Kisvárda Football Club  is a Hungarian football club located in Kisvárda. It currently plays in Nemzeti Bajnokság I. The team's colors are red and white.

History

Kisvárda FC, later known as Várda SE, was founded in 1911 as Kisvárdai Sport Egyesület (KSE). The officials of the village supported the new club by donating a pitch next to the market place. The financial support came from the merchants of the village, who helped a lot in the early stages of the club. In 1953, their present-day ground, the Várkerti sporttelep was built.

The club was reestablished on 26 October 1971.

Since the 2013–14 season, the official name of the club is Kisvárda-Master Good FC.

In the 2017-18 Nemzeti Bajnokság II, Kisvárda finished second and were promoted to the 2018-19 Nemzeti Bajnokság I.

On 21 July 2018, the first Nemzeti Bajnokság I match was played against 2017-18 Nemzeti Bajnokság I title-holders Videoton FC at the Pancho Aréna.
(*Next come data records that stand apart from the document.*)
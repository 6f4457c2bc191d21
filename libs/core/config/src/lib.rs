pub mod tracing;

use std::env;
use thiserror::Error;

/// Configuration error type
#[derive(Error, Debug)]
pub enum ConfigError {
    #[error("Environment variable '{0}' is required but not set")]
    MissingEnvVar(String),

    #[error("Failed to parse environment variable '{key}': {details}")]
    ParseError { key: String, details: String },
}

/// Application environment (dev = local, prod = deployed)
#[derive(Clone, Debug, PartialEq, Eq)]
pub enum Environment {
    Development,
    Production,
}

impl Environment {
    pub fn from_env() -> Self {
        let app_env = env::var("APP_ENV").unwrap_or_else(|_| "development".to_string());

        if app_env.eq_ignore_ascii_case("production") {
            Environment::Production
        } else {
            Environment::Development
        }
    }

    pub fn is_production(&self) -> bool {
        matches!(self, Environment::Production)
    }

    pub fn is_development(&self) -> bool {
        matches!(self, Environment::Development)
    }
}

/// Trait for configuration that can be loaded from environment variables
pub trait FromEnv: Sized {
    fn from_env() -> Result<Self, ConfigError>;
}

/// Helper to load and parse environment variable with a default value
pub fn env_or_default(key: &str, default: &str) -> String {
    env::var(key).unwrap_or_else(|_| default.to_string())
}

/// Helper to load and parse environment variable or return error
pub fn env_required(key: &str) -> Result<String, ConfigError> {
    env::var(key).map_err(|_| ConfigError::MissingEnvVar(key.to_string()))
}

/// Helper to load an environment variable and parse it into a target type,
/// falling back to `default` when the variable is unset.
pub fn env_parse_or<T: std::str::FromStr>(key: &str, default: T) -> Result<T, ConfigError>
where
    T::Err: std::fmt::Display,
{
    match env::var(key) {
        Ok(raw) => raw.parse().map_err(|e: T::Err| ConfigError::ParseError {
            key: key.to_string(),
            details: e.to_string(),
        }),
        Err(_) => Ok(default),
    }
}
The match ended with a 4–0 defeat.

On 30 July 2018, Elemér Kondás was sacked after two consecutive defeats in the 2018-19 Nemzeti Bajnokság I season. The next coach was László Dajka, whom Kisvárda stayed in the NB I for the next (2019/2020) season.

The end of the season Dajka left the club and his position received Vasile Miriuță.

Kisvárda were eliminated by Ferencváros in the round of 16 of the 2018–19 Magyar Kupa season on 1–3 aggregate.

On 6 February 2020, Tamás Bódog was appointed as the manager of the club. The club remained in the first division of the Hungarian League. However, he was sacked on 29 June 2020.

On 8 July 2020, Attila Supka, previously champions of the Nemzeti Bajnokság I with Debreceni VSC, was appointed as the manager of the club.

On 27 January 2021, Kisvárda beat Fehérvár FC for the first time in their history. The 2020-21 Nemzeti Bajnokság I match was won by 2-1. Originally, the match had to be played in autumn. However, it was postponed because Fehérvár played in the 2020-21 UEFA Europa League.

On May 5th 2022 Kisvarda beat Ujpest at Várkerti Stadion 2-1 and with this result secured themselves of a finish in 2nd or 3th domestically and therefore qualified for the 2022-23 Europa Conference League at the second qualifying round.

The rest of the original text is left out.